** Opening Records for this task block **
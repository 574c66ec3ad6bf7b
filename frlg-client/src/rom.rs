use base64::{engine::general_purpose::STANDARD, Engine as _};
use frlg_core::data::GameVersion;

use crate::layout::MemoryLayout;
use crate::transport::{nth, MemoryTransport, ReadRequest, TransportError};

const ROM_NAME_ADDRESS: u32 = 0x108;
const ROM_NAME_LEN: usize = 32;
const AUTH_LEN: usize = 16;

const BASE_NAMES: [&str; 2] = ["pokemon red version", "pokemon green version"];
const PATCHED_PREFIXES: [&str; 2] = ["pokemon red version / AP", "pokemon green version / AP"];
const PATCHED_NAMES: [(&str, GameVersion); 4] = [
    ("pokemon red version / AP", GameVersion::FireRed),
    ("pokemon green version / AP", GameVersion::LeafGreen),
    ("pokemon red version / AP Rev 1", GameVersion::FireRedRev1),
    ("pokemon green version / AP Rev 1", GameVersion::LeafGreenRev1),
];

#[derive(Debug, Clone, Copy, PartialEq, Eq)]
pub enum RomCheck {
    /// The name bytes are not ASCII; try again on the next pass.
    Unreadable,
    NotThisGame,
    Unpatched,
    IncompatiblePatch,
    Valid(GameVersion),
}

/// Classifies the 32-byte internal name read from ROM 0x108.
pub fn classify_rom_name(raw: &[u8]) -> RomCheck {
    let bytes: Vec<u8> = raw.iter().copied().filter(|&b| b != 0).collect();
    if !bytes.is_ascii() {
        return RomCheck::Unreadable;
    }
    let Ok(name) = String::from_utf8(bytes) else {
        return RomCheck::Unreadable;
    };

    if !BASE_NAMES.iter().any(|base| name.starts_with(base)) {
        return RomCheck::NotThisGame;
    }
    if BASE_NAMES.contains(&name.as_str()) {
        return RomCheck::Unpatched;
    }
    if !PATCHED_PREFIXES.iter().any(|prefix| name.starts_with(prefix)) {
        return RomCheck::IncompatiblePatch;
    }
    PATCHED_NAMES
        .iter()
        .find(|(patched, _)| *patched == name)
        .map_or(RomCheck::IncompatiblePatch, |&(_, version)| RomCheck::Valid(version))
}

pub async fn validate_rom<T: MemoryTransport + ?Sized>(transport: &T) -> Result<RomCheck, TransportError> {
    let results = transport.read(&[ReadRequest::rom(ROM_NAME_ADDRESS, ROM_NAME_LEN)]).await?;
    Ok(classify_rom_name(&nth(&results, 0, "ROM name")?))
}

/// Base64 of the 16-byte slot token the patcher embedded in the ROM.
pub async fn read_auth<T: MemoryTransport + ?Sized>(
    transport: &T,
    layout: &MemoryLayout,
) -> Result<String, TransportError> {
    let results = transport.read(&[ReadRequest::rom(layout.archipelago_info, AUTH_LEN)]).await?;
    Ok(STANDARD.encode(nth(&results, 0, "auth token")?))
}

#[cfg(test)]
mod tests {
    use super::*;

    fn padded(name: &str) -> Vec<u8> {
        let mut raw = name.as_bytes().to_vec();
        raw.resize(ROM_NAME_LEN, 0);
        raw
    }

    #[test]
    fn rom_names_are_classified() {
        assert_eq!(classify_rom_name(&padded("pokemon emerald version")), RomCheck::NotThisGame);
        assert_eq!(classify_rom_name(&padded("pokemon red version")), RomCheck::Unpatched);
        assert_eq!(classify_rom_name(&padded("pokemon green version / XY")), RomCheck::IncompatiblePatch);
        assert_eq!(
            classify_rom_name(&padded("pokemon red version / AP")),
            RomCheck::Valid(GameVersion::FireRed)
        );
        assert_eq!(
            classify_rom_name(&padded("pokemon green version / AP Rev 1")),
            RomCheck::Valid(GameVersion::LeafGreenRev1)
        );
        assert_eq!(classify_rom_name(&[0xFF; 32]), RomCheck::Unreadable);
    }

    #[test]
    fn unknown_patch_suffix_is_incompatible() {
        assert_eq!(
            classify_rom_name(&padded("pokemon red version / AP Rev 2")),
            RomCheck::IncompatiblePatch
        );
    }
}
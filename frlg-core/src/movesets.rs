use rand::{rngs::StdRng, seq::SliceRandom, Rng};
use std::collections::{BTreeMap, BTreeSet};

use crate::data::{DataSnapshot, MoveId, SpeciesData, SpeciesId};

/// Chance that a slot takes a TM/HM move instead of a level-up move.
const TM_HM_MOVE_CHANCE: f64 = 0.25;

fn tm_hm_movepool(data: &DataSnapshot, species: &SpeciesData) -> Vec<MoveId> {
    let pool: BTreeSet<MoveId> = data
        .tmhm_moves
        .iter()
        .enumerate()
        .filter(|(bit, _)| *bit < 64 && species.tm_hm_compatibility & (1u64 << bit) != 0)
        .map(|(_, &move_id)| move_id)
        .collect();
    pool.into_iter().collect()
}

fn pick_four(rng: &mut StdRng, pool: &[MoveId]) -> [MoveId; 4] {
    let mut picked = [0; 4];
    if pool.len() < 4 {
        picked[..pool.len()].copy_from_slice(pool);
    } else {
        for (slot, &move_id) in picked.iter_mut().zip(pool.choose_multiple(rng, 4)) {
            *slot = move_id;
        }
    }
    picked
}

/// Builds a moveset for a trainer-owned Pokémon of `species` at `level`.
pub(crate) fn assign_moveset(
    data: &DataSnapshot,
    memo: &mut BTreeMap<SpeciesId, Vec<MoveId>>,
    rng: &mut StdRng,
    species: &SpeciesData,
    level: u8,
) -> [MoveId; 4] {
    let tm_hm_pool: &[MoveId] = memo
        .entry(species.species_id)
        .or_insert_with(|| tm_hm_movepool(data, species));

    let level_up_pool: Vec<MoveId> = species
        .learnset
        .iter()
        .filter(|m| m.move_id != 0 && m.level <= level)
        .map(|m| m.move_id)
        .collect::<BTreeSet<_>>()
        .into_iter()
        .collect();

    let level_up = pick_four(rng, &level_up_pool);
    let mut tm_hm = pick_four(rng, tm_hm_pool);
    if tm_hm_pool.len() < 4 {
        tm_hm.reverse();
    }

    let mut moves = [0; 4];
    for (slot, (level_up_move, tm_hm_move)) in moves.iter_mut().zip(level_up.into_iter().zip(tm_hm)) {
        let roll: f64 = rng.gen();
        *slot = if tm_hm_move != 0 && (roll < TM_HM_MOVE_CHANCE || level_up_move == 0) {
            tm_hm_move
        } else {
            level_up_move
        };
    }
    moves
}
** Closing Records for this task block **
**Work order**
Write an exact transcription of every entry above.

**Result below**
repository 574c66ec3ad6bf7b
filename frlg-client/src/rom.rs
use base64::{engine::general_purpose::STANDARD, Engine as _};
use frlg_core::data::GameVersion;

use crate::layout::MemoryLayout;
use crate::transport::{nth, MemoryTransport, ReadRequest, TransportError};

const ROM_NAME_ADDRESS: u32 = 0x108;
const ROM_NAME_LEN: usize = 32;
const AUTH_LEN: usize = 16;

const BASE_NAMES: [&str; 2] = ["pokemon red version", "pokemon green version"];
const PATCHED_PREFIXES: [&str; 2] = ["pokemon red version / AP", "pokemon green version / AP"];
const PATCHED_NAMES: [(&str, GameVersion); 4] = [
    ("pokemon red version / AP", GameVersion::FireRed),
    ("pokemon green version / AP", GameVersion::LeafGreen),
    ("pokemon red version / AP Rev 1", GameVersion::FireRedRev1),
    ("pokemon green version / AP Rev 1", GameVersion::LeafGreenRev1),
];

#[derive(Debug, Clone, Copy, PartialEq, Eq)]
pub enum RomCheck {
    /// The name bytes are not ASCII; try again on the next pass.
    Unreadable,
    NotThisGame,
    Unpatched,
    IncompatiblePatch,
    Valid(GameVersion),
}

/// Classifies the 32-byte internal name read from ROM 0x108.
pub fn classify_rom_name(raw: &[u8]) -> RomCheck {
    let bytes: Vec<u8> = raw.iter().copied().filter(|&b| b != 0).collect();
    if !bytes.is_ascii() {
        return RomCheck::Unreadable;
    }
    let Ok(name) = String::from_utf8(bytes) else {
        return RomCheck::Unreadable;
    };

    if !BASE_NAMES.iter().any(|base| name.starts_with(base)) {
        return RomCheck::NotThisGame;
    }
    if BASE_NAMES.contains(&name.as_str()) {
        return RomCheck::Unpatched;
    }
    if !PATCHED_PREFIXES.iter().any(|prefix| name.starts_with(prefix)) {
        return RomCheck::IncompatiblePatch;
    }
    PATCHED_NAMES
        .iter()
        .find(|(patched, _)| *patched == name)
        .map_or(RomCheck::IncompatiblePatch, |&(_, version)| RomCheck::Valid(version))
}

pub async fn validate_rom<T: MemoryTransport + ?Sized>(transport: &T) -> Result<RomCheck, TransportError> {
    let results = transport.read(&[ReadRequest::rom(ROM_NAME_ADDRESS, ROM_NAME_LEN)]).await?;
    Ok(classify_rom_name(&nth(&results, 0, "ROM name")?))
}

/// Base64 of the 16-byte slot token the patcher embedded in the ROM.
pub async fn read_auth<T: MemoryTransport + ?Sized>(
    transport: &T,
    layout: &MemoryLayout,
) -> Result<String, TransportError> {
    let results = transport.read(&[ReadRequest::rom(layout.archipelago_info, AUTH_LEN)]).await?;
    Ok(STANDARD.encode(nth(&results, 0, "auth token")?))
}

#[cfg(test)]
mod tests {
    use super::*;

    fn padded(name: &str) -> Vec<u8> {
        let mut raw = name.as_bytes().to_vec();
        raw.resize(ROM_NAME_LEN, 0);
        raw
    }

    #[test]
    fn rom_names_are_classified() {
        assert_eq!(classify_rom_name(&padded("pokemon emerald version")), RomCheck::NotThisGame);
        assert_eq!(classify_rom_name(&padded("pokemon red version")), RomCheck::Unpatched);
        assert_eq!(classify_rom_name(&padded("pokemon green version / XY")), RomCheck::IncompatiblePatch);
        assert_eq!(
            classify_rom_name(&padded("pokemon red version / AP")),
            RomCheck::Valid(GameVersion::FireRed)
        );
        assert_eq!(
            classify_rom_name(&padded("pokemon green version / AP Rev 1")),
            RomCheck::Valid(GameVersion::LeafGreenRev1)
        );
        assert_eq!(classify_rom_name(&[0xFF; 32]), RomCheck::Unreadable);
    }

    #[test]
    fn unknown_patch_suffix_is_incompatible() {
        assert_eq!(
            classify_rom_name(&padded("pokemon red version / AP Rev 2")),
            RomCheck::IncompatiblePatch
        );
    }
}
filename frlg-core/src/movesets.rs
use rand::{rngs::StdRng, seq::SliceRandom, Rng};
use std::collections::{BTreeMap, BTreeSet};

use crate::data::{DataSnapshot, MoveId, SpeciesData, SpeciesId};

/// Chance that a slot takes a TM/HM move instead of a level-up move.
const TM_HM_MOVE_CHANCE: f64 = 0.25;

fn tm_hm_movepool(data: &DataSnapshot, species: &SpeciesData) -> Vec<MoveId> {
    let pool: BTreeSet<MoveId> = data
        .tmhm_moves
        .iter()
        .enumerate()
        .filter(|(bit, _)| *bit < 64 && species.tm_hm_compatibility & (1u64 << bit) != 0)
        .map(|(_, &move_id)| move_id)
        .collect();
    pool.into_iter().collect()
}

fn pick_four(rng: &mut StdRng, pool: &[MoveId]) -> [MoveId; 4] {
    let mut picked = [0; 4];
    if pool.len() < 4 {
        picked[..pool.len()].copy_from_slice(pool);
    } else {
        for (slot, &move_id) in picked.iter_mut().zip(pool.choose_multiple(rng, 4)) {
            *slot = move_id;
        }
    }
    picked
}

/// Builds a moveset for a trainer-owned Pokémon of `species` at `level`.
pub(crate) fn assign_moveset(
    data: &DataSnapshot,
    memo: &mut BTreeMap<SpeciesId, Vec<MoveId>>,
    rng: &mut StdRng,
    species: &SpeciesData,
    level: u8,
) -> [MoveId; 4] {
    let tm_hm_pool: &[MoveId] = memo
        .entry(species.species_id)
        .or_insert_with(|| tm_hm_movepool(data, species));

    let level_up_pool: Vec<MoveId> = species
        .learnset
        .iter()
        .filter(|m| m.move_id != 0 && m.level <= level)
        .map(|m| m.move_id)
        .collect::<BTreeSet<_>>()
        .into_iter()
        .collect();

    let level_up = pick_four(rng, &level_up_pool);
    let mut tm_hm = pick_four(rng, tm_hm_pool);
    if tm_hm_pool.len() < 4 {
        tm_hm.reverse();
    }

    let mut moves = [0; 4];
    for (slot, (level_up_move, tm_hm_move)) in moves.iter_mut().zip(level_up.into_iter().zip(tm_hm)) {
        let roll: f64 = rng.gen();
        *slot = if tm_hm_move != 0 && (roll < TM_HM_MOVE_CHANCE || level_up_move == 0) {
            tm_hm_move
        } else {
            level_up_move
        };
    }
    moves
}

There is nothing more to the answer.